### WORK ITEM
Go through the listing and state how many lines hold the string "violated". Nothing else is needed.

■ ■ ■

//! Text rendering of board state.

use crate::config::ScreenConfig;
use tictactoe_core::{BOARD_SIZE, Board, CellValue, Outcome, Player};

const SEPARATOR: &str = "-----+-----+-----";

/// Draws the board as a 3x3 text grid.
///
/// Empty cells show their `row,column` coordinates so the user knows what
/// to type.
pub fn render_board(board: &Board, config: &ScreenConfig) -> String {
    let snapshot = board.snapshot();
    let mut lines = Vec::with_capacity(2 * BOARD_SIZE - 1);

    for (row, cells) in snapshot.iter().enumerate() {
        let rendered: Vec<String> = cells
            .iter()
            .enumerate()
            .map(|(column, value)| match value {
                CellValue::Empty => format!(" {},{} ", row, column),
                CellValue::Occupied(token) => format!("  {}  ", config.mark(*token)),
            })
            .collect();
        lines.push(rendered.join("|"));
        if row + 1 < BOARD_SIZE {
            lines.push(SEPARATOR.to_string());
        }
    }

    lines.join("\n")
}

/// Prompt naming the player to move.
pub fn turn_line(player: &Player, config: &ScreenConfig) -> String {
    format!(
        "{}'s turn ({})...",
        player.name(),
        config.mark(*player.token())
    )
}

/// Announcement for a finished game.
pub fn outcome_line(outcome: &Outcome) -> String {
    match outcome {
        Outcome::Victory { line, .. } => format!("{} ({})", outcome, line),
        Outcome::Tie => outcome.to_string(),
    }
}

■ ■ ■

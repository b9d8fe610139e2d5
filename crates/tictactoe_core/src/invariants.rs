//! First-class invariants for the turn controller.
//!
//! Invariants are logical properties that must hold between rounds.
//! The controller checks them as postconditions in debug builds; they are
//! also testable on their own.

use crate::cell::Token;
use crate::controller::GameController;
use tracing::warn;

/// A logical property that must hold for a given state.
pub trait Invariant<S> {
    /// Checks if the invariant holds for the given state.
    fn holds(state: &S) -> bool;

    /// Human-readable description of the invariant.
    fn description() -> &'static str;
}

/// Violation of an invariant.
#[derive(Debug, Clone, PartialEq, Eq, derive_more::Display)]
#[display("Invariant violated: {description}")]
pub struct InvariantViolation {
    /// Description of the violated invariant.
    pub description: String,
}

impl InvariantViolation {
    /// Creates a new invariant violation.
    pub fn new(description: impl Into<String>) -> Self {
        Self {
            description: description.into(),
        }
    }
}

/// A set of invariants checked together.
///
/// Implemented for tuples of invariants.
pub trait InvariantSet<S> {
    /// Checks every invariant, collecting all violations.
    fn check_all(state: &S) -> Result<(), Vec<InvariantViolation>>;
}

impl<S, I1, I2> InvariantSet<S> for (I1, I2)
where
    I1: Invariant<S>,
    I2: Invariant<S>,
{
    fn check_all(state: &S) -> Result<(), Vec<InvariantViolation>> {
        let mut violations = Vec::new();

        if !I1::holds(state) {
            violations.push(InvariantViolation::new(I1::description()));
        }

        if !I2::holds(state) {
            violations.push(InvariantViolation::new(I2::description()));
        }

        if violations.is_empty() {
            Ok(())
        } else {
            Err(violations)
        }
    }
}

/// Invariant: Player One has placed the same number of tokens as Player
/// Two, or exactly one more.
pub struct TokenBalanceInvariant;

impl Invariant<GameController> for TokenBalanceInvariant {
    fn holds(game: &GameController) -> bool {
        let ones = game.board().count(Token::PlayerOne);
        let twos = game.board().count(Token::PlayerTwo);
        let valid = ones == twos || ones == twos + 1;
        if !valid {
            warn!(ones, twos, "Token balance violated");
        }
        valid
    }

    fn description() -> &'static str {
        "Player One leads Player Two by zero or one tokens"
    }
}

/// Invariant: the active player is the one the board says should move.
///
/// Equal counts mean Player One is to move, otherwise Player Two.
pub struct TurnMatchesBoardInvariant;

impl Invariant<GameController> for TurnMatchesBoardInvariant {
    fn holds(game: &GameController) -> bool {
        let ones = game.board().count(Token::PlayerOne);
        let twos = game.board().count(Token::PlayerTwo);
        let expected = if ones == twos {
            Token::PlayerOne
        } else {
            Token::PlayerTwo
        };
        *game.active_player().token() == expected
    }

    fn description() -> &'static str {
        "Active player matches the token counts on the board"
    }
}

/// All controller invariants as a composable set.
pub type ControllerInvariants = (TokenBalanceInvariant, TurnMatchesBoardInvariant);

■ ■ ■

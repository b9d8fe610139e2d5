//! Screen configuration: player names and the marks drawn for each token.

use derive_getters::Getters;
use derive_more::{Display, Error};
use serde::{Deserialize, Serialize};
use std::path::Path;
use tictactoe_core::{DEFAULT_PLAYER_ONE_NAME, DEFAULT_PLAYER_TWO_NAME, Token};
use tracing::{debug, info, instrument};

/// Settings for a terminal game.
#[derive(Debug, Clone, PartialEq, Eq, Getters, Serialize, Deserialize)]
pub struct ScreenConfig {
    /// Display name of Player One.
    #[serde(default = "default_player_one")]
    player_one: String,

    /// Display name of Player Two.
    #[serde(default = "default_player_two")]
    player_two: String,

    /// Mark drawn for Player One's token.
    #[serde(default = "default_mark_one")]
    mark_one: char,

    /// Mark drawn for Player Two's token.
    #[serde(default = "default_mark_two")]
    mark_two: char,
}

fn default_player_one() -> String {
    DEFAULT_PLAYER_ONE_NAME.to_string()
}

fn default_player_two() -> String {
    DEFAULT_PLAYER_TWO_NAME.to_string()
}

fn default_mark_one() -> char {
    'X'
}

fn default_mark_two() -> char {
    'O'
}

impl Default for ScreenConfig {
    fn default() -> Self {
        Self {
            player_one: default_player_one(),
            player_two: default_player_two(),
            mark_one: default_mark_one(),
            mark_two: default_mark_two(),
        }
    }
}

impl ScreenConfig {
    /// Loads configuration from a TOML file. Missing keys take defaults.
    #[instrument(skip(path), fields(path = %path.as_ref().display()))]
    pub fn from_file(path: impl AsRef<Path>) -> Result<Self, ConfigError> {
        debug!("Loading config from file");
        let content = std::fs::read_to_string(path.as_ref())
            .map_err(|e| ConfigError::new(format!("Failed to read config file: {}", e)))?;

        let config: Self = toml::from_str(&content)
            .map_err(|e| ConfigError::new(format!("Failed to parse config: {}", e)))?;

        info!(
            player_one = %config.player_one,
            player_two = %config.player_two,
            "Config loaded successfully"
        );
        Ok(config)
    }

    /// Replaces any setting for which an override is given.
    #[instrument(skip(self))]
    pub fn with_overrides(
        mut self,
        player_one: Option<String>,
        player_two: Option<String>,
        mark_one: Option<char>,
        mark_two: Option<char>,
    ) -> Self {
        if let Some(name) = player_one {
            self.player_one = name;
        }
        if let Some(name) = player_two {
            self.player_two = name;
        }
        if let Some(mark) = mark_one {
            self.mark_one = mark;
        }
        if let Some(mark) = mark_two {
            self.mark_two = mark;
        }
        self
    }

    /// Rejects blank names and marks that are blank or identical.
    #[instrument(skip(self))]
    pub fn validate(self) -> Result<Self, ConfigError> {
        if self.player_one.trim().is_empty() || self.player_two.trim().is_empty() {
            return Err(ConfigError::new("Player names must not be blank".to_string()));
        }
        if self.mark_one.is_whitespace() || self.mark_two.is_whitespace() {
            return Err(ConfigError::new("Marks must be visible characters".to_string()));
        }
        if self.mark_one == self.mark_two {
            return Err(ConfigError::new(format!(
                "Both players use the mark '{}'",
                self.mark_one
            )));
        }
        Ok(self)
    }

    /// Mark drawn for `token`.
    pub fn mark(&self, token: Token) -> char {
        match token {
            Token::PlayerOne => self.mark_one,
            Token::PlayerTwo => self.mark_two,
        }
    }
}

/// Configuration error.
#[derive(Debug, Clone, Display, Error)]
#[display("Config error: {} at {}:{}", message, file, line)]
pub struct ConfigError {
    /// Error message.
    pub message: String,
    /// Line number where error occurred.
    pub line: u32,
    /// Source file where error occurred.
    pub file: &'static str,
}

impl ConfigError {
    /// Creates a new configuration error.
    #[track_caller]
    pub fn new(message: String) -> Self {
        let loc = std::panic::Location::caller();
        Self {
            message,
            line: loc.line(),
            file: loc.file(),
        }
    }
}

■ ■ ■

### TASK OUTPUT
3